Without questioning the quality of the folds, the creators Petition, Who also spoke at the event DSF, Say that they do not want to “give color to the voices” heard in the 101 minutes of the film, but warn that the message is very important, at least not because it is “not just another animated film”.
The musician, who was born in Huambo, Angola, points out that “many years of hard work” had a great impact on the film in the United States, and that it was given a “universal story” – and “despite the dubbing” “Portuguese is very well done” – “something lost in translation”.
“Soul” portrays the African American community “after many years of investigation and conversations between actors and individuals representing the community,” which helped to create a “more accurate and representative” conclusion. But in Portugal, he regrets, the film was seen as “one more thing” and thus, the opportunity to fix the “lesser one” is lost.
“We have a positive accusation of trying to balance the lack of representation in this film, especially the cast, which is happening all over the world and in Portugal,” he explains in the statements DSF.
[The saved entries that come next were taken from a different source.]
/// Completion ledger
///
/// Set of completion records keyed by [`DayKey`]. A key is either present
/// (completed) or absent (not completed); records are never flipped in place,
/// which keeps at most one record per (habit, day).

use std::collections::BTreeMap;

use chrono::NaiveDate;

use crate::domain::{CompletionRecord, DayKey, DomainError, HabitId, WEEK_LEN};

#[derive(Debug, Clone, Default, PartialEq)]
pub struct CompletionLedger {
    records: BTreeMap<DayKey, CompletionRecord>,
}

impl CompletionLedger {
    pub fn new() -> Self {
        Self::default()
    }

    /// Build a ledger from persisted records
    ///
    /// Records stored as not-completed carry no information and are skipped.
    /// Stored keys are re-derived so a stale encoding cannot break lookups.
    pub fn from_records(records: Vec<CompletionRecord>) -> Self {
        let mut ledger = Self::new();
        for record in records {
            if !record.completed {
                tracing::warn!("Skipping persisted completion marked not completed: {}", record.key);
                continue;
            }
            let day = record.day();
            let record = CompletionRecord::new(record.habit_id, day);
            ledger.records.insert(record.key.clone(), record);
        }
        ledger
    }

    /// Check whether a key is present
    pub fn is_completed(&self, key: &DayKey) -> bool {
        self.records.contains_key(key)
    }

    /// Check whether a habit is completed on a calendar day
    pub fn is_completed_on(&self, habit_id: &HabitId, day: NaiveDate) -> bool {
        self.is_completed(&DayKey::derive(habit_id, day))
    }

    /// Flip the completion state of a habit on a calendar day
    ///
    /// Returns the new state: `true` if a record was inserted, `false` if one
    /// was removed.
    pub fn toggle(&mut self, habit_id: &HabitId, day: NaiveDate) -> bool {
        let key = DayKey::derive(habit_id, day);
        if self.records.remove(&key).is_some() {
            false
        } else {
            self.records.insert(key, CompletionRecord::new(habit_id.clone(), day));
            true
        }
    }

    /// Completion flags for the trailing week, oldest (offset 0) to today (offset 6)
    pub fn weekly_completions(&self, habit_id: &HabitId, today: NaiveDate) -> Result<[bool; WEEK_LEN as usize], DomainError> {
        let mut week = [false; WEEK_LEN as usize];
        for (offset, slot) in (0..WEEK_LEN).zip(week.iter_mut()) {
            *slot = self.is_completed(&DayKey::for_offset(habit_id, today, offset)?);
        }
        Ok(week)
    }

    /// Remove every record for a habit, returning what was removed
    pub fn remove_habit(&mut self, habit_id: &HabitId) -> Vec<CompletionRecord> {
        let keys: Vec<DayKey> = self
            .records
            .values()
            .filter(|r| &r.habit_id == habit_id)
            .map(|r| r.key.clone())
            .collect();

        keys.into_iter()
            .filter_map(|key| self.records.remove(&key))
            .collect()
    }

    /// Re-insert previously removed records
    pub(crate) fn restore(&mut self, records: Vec<CompletionRecord>) {
        for record in records {
            self.records.insert(record.key.clone(), record);
        }
    }

    /// Number of records held for a habit
    pub fn count_for(&self, habit_id: &HabitId) -> usize {
        self.records.values().filter(|r| &r.habit_id == habit_id).count()
    }

    /// Snapshot of all records in key order
    pub fn records(&self) -> Vec<CompletionRecord> {
        self.records.values().cloned().collect()
    }

    pub fn len(&self) -> usize {
        self.records.len()
    }

    pub fn is_empty(&self) -> bool {
        self.records.is_empty()
    }

    pub fn clear(&mut self) {
        self.records.clear();
    }
}
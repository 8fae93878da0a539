/// Basic integration tests
use async_trait::async_trait;
use chrono::NaiveDate;
use habit_tracker::mcp::McpServer;
use habit_tracker::*;
use serde_json::{json, Value};
use std::sync::Mutex;
use tempfile::NamedTempFile;

/// Transport that records outgoing emails instead of sending them
#[derive(Default)]
struct OutboxTransport {
    sent: Mutex<Vec<EmailMessage>>,
}

#[async_trait]
impl EmailTransport for OutboxTransport {
    async fn send(&self, message: &EmailMessage) -> Result<ShareReceipt, ShareError> {
        self.sent.lock().unwrap().push(message.clone());
        Ok(ShareReceipt { message_id: Some("test-message".to_string()) })
    }
}

fn test_server() -> McpServer<MemoryStore, OutboxTransport> {
    let store = HabitStore::open(MemoryStore::new()).expect("Failed to open store");
    McpServer::new(HabitTrackerServer::with_parts(store, ShareService::new(OutboxTransport::default())))
}

async fn call(server: &mut McpServer<MemoryStore, OutboxTransport>, id: u64, tool: &str, args: Value) -> Value {
    let request = json!({
        "jsonrpc": "2.0",
        "id": id,
        "method": "tools/call",
        "params": { "name": tool, "arguments": args }
    });
    let response = server.handle_line(&request.to_string()).await.expect("expected a response");
    serde_json::to_value(response).unwrap()
}

fn text(response: &Value) -> &str {
    response["result"]["content"][0]["text"].as_str().unwrap()
}

#[cfg(test)]
mod basic_integration_tests {
    use super::*;

    #[tokio::test]
    async fn test_database_persistence() {
        let temp_file = NamedTempFile::new().expect("Failed to create temp file");
        let db_path = temp_file.path().to_path_buf();
        let today = NaiveDate::from_ymd_opt(2024, 6, 10).unwrap();

        let read_id = {
            let mut server = HabitTrackerServer::new(db_path.clone(), ShareConfig::default())
                .await
                .expect("Failed to create first server");
            let store = server.store_mut();
            let read = store.add_habit("Read").unwrap();
            store.add_habit("Run").unwrap();
            store.toggle(&read.id, today, 6).unwrap();
            store.toggle(&read.id, today, 4).unwrap();
            read.id
        };

        // Second server on the same file sees everything the first one wrote
        let server = HabitTrackerServer::new(db_path, ShareConfig::default())
            .await
            .expect("Failed to create second server");
        let store = server.store();

        let names: Vec<String> = store.list_habits().into_iter().map(|h| h.name).collect();
        assert_eq!(names, vec!["Read", "Run"]);
        assert_eq!(
            store.weekly_completions(&read_id, today).unwrap(),
            [false, false, false, false, true, false, true]
        );
        assert_eq!(store.aggregate(&read_id, today).unwrap().percentage, 29);
    }

    #[tokio::test]
    async fn test_delete_cascades_across_reopen() {
        let temp_file = NamedTempFile::new().expect("Failed to create temp file");
        let db_path = temp_file.path().to_path_buf();
        let today = NaiveDate::from_ymd_opt(2024, 6, 10).unwrap();

        {
            let mut server = HabitTrackerServer::new(db_path.clone(), ShareConfig::default()).await.unwrap();
            let store = server.store_mut();
            let read = store.add_habit("Read").unwrap();
            store.toggle(&read.id, today, 6).unwrap();
            assert!(store.delete_habit(&read.id).unwrap());
        }

        let backend = SqliteStore::new(db_path).unwrap();
        assert_eq!(backend.get(HABITS_KEY).unwrap().as_deref(), Some("[]"));
        assert_eq!(backend.get(COMPLETIONS_KEY).unwrap().as_deref(), Some("[]"));
    }

    #[tokio::test]
    async fn test_mcp_handshake_and_tool_list() {
        let mut server = test_server();

        let init = json!({"jsonrpc": "2.0", "id": 1, "method": "initialize", "params": {}});
        let response = serde_json::to_value(server.handle_line(&init.to_string()).await.unwrap()).unwrap();
        assert_eq!(response["result"]["protocolVersion"], "2024-11-05");
        assert_eq!(response["result"]["serverInfo"]["name"], "Habit Tracker");

        let notification = json!({"jsonrpc": "2.0", "method": "notifications/initialized"});
        assert!(server.handle_line(&notification.to_string()).await.is_none());
        assert!(server.is_initialized());

        let list = json!({"jsonrpc": "2.0", "id": 2, "method": "tools/list"});
        let response = serde_json::to_value(server.handle_line(&list.to_string()).await.unwrap()).unwrap();
        let tools = response["result"]["tools"].as_array().unwrap();
        assert_eq!(tools.len(), 10);

        let toggle = tools.iter().find(|t| t["name"] == "habit_toggle").unwrap();
        assert!(toggle["inputSchema"]["properties"]["habit_id"].is_object());
        assert!(toggle["inputSchema"]["properties"]["day_index"].is_object());
    }

    #[tokio::test]
    async fn test_mcp_rejects_bad_input() {
        let mut server = test_server();

        let response = serde_json::to_value(server.handle_line("{not json").await.unwrap()).unwrap();
        assert_eq!(response["error"]["code"], -32700);

        let unknown = json!({"jsonrpc": "2.0", "id": 3, "method": "resources/list"});
        let response = serde_json::to_value(server.handle_line(&unknown.to_string()).await.unwrap()).unwrap();
        assert_eq!(response["error"]["code"], -32601);

        let response = call(&mut server, 4, "habit_create", json!({ "name": "   " })).await;
        assert_eq!(response["result"]["isError"], true);
        assert!(text(&response).contains("Invalid habit name"));

        let response = call(&mut server, 5, "habit_create", json!({})).await;
        assert_eq!(response["result"]["isError"], true);
        assert!(text(&response).contains("Invalid arguments"));

        let response = call(&mut server, 6, "habit_fly", json!({})).await;
        assert!(text(&response).contains("Unknown tool"));
        assert!(server.habit_tracker().store().list_habits().is_empty());
    }

    #[tokio::test]
    async fn test_mcp_habit_workflow() {
        let mut server = test_server();
        let day = NaiveDate::from_ymd_opt(2024, 6, 10).unwrap();

        let response = call(&mut server, 1, "habit_create", json!({ "name": "Read" })).await;
        assert_eq!(response["result"]["isError"], false);
        let habit_id = server.habit_tracker().store().list_habits()[0].id.clone();

        let toggle = json!({ "habit_id": habit_id.to_string(), "date": "2024-06-10" });
        let response = call(&mut server, 2, "habit_toggle", toggle.clone()).await;
        assert_eq!(response["result"]["isError"], false);
        assert!(text(&response).contains("Monday, June 10, 2024"));

        let store = server.habit_tracker().store();
        assert!(store.is_completed_on(&habit_id, day));
        assert_eq!(
            store.weekly_completions(&habit_id, day).unwrap(),
            [false, false, false, false, false, false, true]
        );
        assert_eq!(store.aggregate(&habit_id, day).unwrap().percentage, 14);

        let response = call(&mut server, 3, "habit_week", json!({})).await;
        assert_eq!(response["result"]["isError"], false);
        assert!(text(&response).contains("- Read: "));

        let response = call(&mut server, 4, "habit_share", json!({ "recipient_email": "friend@example.com" })).await;
        assert_eq!(response["result"]["isError"], false);
        {
            let sent = server.habit_tracker().share_service().transport().sent.lock().unwrap();
            assert_eq!(sent.len(), 1);
            assert_eq!(sent[0].to, "friend@example.com");
            assert_eq!(sent[0].subject, SHARE_SUBJECT);
            assert!(sent[0].html.contains("<td>Read</td>"));
        }

        // Toggling the same day again clears it
        call(&mut server, 5, "habit_toggle", toggle).await;
        assert!(!server.habit_tracker().store().is_completed_on(&habit_id, day));

        let response = call(&mut server, 6, "habit_delete", json!({ "habit_id": habit_id.to_string() })).await;
        assert!(text(&response).contains("Deleted habit 'Read'"));
        assert!(server.habit_tracker().store().ledger().is_empty());
    }

    #[tokio::test]
    async fn test_mcp_settings_and_clear() {
        let mut server = test_server();
        call(&mut server, 1, "habit_create", json!({ "name": "Read" })).await;

        let response = call(&mut server, 2, "settings_update", json!({ "theme": "dark", "notifications": false })).await;
        assert_eq!(response["result"]["isError"], false);

        let response = call(&mut server, 3, "data_clear", json!({ "confirm": true })).await;
        assert!(text(&response).contains("Deleted 1 habit(s)"));
        assert!(server.habit_tracker().store().list_habits().is_empty());

        let response = call(&mut server, 4, "settings_get", json!({})).await;
        assert!(text(&response).contains("Theme: dark"));
        assert!(text(&response).contains("Notifications: off"));
    }

    #[tokio::test]
    async fn test_share_without_api_key_reports_not_configured() {
        let temp_file = NamedTempFile::new().expect("Failed to create temp file");
        let mut tracker = HabitTrackerServer::new(temp_file.path().to_path_buf(), ShareConfig::default())
            .await
            .expect("Failed to create server");
        tracker.store_mut().add_habit("Read").unwrap();

        let mut server = McpServer::new(tracker);
        let request = json!({
            "jsonrpc": "2.0",
            "id": 1,
            "method": "tools/call",
            "params": { "name": "habit_share", "arguments": { "recipient_email": "friend@example.com" } }
        });
        let response = serde_json::to_value(server.handle_line(&request.to_string()).await.unwrap()).unwrap();

        assert_eq!(response["result"]["isError"], true);
        assert!(text(&response).contains("RESEND_API_KEY"));
    }
}
/// Habit entity and related functionality
///
/// This module defines the core Habit struct that represents a user's habit
/// they want to track, along with its name validation rules.

use serde::{Deserialize, Serialize};
use chrono::{DateTime, Utc};
use crate::domain::{HabitId, DomainError};

/// Longest accepted habit name, counted in UTF-16 code units
pub const MAX_HABIT_NAME_LEN: usize = 50;

/// A habit represents something the user wants to do regularly
///
/// Habits are created once and never edited; the only other lifecycle
/// event is deletion.
#[derive(Debug, Clone, PartialEq, Serialize, Deserialize)]
#[serde(rename_all = "camelCase")]
pub struct Habit {
    /// Unique identifier for this habit
    pub id: HabitId,
    /// Display name (e.g., "Morning Run", "Read for 30min")
    pub name: String,
    /// When this habit was created
    pub created_at: DateTime<Utc>,
}

impl Habit {
    /// Create a new habit with validation
    ///
    /// The name is trimmed before it is validated and stored.
    pub fn new(name: &str) -> Result<Self, DomainError> {
        let name = Self::validate_name(name)?;

        Ok(Self {
            id: HabitId::new(),
            name,
            created_at: Utc::now(),
        })
    }

    /// Create a habit from existing data (used when loading persisted records)
    pub fn from_existing(id: HabitId, name: String, created_at: DateTime<Utc>) -> Self {
        Self { id, name, created_at }
    }

    /// Validate a habit name and return its trimmed form
    pub fn validate_name(name: &str) -> Result<String, DomainError> {
        let trimmed = name.trim();

        if trimmed.is_empty() {
            return Err(DomainError::InvalidHabitName(
                "Habit name cannot be empty".to_string()
            ));
        }

        if trimmed.encode_utf16().count() > MAX_HABIT_NAME_LEN {
            return Err(DomainError::InvalidHabitName(format!(
                "Habit name must be at most {} characters",
                MAX_HABIT_NAME_LEN
            )));
        }

        Ok(trimmed.to_string())
    }
}
/// Email delivery through the Resend HTTP API

use std::time::Duration;

use async_trait::async_trait;
use serde::{Deserialize, Serialize};

use super::{EmailMessage, EmailTransport, ShareConfig, ShareError, ShareReceipt};

/// HTTP request timeout for a single delivery attempt.
const REQUEST_TIMEOUT: Duration = Duration::from_secs(10);

#[derive(Debug, Serialize)]
struct ResendEmail<'a> {
    from: &'a str,
    to: [&'a str; 1],
    #[serde(skip_serializing_if = "Option::is_none")]
    reply_to: Option<&'a str>,
    subject: &'a str,
    html: &'a str,
}

#[derive(Debug, Deserialize)]
struct ResendSent {
    id: Option<String>,
}

#[derive(Debug, Deserialize)]
struct ResendFailure {
    message: Option<String>,
}

/// Sends email by POSTing to the Resend API.
pub struct ResendTransport {
    client: reqwest::Client,
    config: ShareConfig,
}

impl ResendTransport {
    /// Create a transport with a pre-configured HTTP client.
    pub fn new(config: ShareConfig) -> Result<Self, ShareError> {
        let client = reqwest::Client::builder().timeout(REQUEST_TIMEOUT).build()?;
        Ok(Self { client, config })
    }

    pub fn config(&self) -> &ShareConfig {
        &self.config
    }
}

#[async_trait]
impl EmailTransport for ResendTransport {
    async fn send(&self, message: &EmailMessage) -> Result<ShareReceipt, ShareError> {
        let api_key = self.config.api_key.as_deref().ok_or(ShareError::NotConfigured)?;

        let body = ResendEmail {
            from: &self.config.from,
            to: [message.to.as_str()],
            reply_to: self.config.reply_to.as_deref(),
            subject: &message.subject,
            html: &message.html,
        };

        let response = self
            .client
            .post(&self.config.endpoint)
            .bearer_auth(api_key)
            .json(&body)
            .send()
            .await?;

        let status = response.status();
        if !status.is_success() {
            let message = response
                .json::<ResendFailure>()
                .await
                .ok()
                .and_then(|f| f.message)
                .unwrap_or_else(|| status.canonical_reason().unwrap_or("Failed to send email").to_string());
            return Err(ShareError::Rejected { status: status.as_u16(), message });
        }

        let sent: ResendSent = response.json().await?;
        Ok(ShareReceipt { message_id: sent.id })
    }
}
/// Month calendar model
///
/// Holds the arithmetic behind a Sunday-first month grid: how many blank
/// cells precede the 1st, how many days the month has, and which cell is today.

use chrono::{Datelike, Months, NaiveDate};

use crate::domain::DomainError;

#[derive(Debug, Clone, Copy, PartialEq, Eq)]
pub struct MonthView {
    first: NaiveDate,
    today: NaiveDate,
}

impl MonthView {
    /// Build the view for a year and month (1-12)
    pub fn new(year: i32, month: u32, today: NaiveDate) -> Result<Self, DomainError> {
        let first = NaiveDate::from_ymd_opt(year, month, 1).ok_or_else(|| {
            DomainError::InvalidArgument(format!("No such month: {}-{:02}", year, month))
        })?;
        Ok(Self { first, today })
    }

    /// The month containing `today`
    pub fn current(today: NaiveDate) -> Self {
        Self {
            first: today.with_day(1).unwrap_or(today),
            today,
        }
    }

    pub fn year(&self) -> i32 {
        self.first.year()
    }

    pub fn month(&self) -> u32 {
        self.first.month()
    }

    /// Heading such as "June 2024"
    pub fn title(&self) -> String {
        self.first.format("%B %Y").to_string()
    }

    pub fn days_in_month(&self) -> u32 {
        match self.first.checked_add_months(Months::new(1)) {
            Some(next) => (next - self.first).num_days() as u32,
            // Only reachable for the last representable month
            None => 31,
        }
    }

    /// Blank cells before the 1st in a grid whose columns start on Sunday
    pub fn leading_blanks(&self) -> u32 {
        self.first.weekday().num_days_from_sunday()
    }

    pub fn is_today(&self, day: u32) -> bool {
        self.first.year() == self.today.year()
            && self.first.month() == self.today.month()
            && day == self.today.day()
    }

    /// Resolve a day number in this month to its calendar date
    pub fn date(&self, day: u32) -> Result<NaiveDate, DomainError> {
        if day == 0 || day > self.days_in_month() {
            return Err(DomainError::InvalidArgument(format!(
                "{} has no day {}",
                self.title(),
                day
            )));
        }
        self.first
            .with_day(day)
            .ok_or_else(|| DomainError::InvalidDate(format!("{} has no day {}", self.title(), day)))
    }

    pub fn previous(&self) -> Self {
        Self {
            first: self.first.checked_sub_months(Months::new(1)).unwrap_or(self.first),
            today: self.today,
        }
    }

    pub fn next(&self) -> Self {
        Self {
            first: self.first.checked_add_months(Months::new(1)).unwrap_or(self.first),
            today: self.today,
        }
    }

    /// Rows of seven cells; `None` marks a blank cell
    pub fn weeks(&self) -> Vec<[Option<u32>; 7]> {
        let cells: Vec<Option<u32>> = std::iter::repeat(None)
            .take(self.leading_blanks() as usize)
            .chain((1..=self.days_in_month()).map(Some))
            .collect();

        cells
            .chunks(7)
            .map(|chunk| {
                let mut row = [None; 7];
                row[..chunk.len()].copy_from_slice(chunk);
                row
            })
            .collect()
    }
}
The principle of protection is simple: “Why does it contradict the spirit of a film, the purpose of which is to give different opportunities to an artist and a group? Why is the opposite?” The answer seems to escape, because Pedro underscores Coqueno, who, contrary to Brazilian and American opinions, has “talents, different voices and even an Afro-descent identity specific to the country”, which allows for another approach to film.
The petition was signed by seven people: Ana Sophia Martின்nez, Dino de Santiago, Mamto Ba, Myra Andrade, Nastio Mosquito, Pedro Coqueno and Sarah Tavares. At 8:30 pm in Lisbon, the petition had about 14,700 signatures.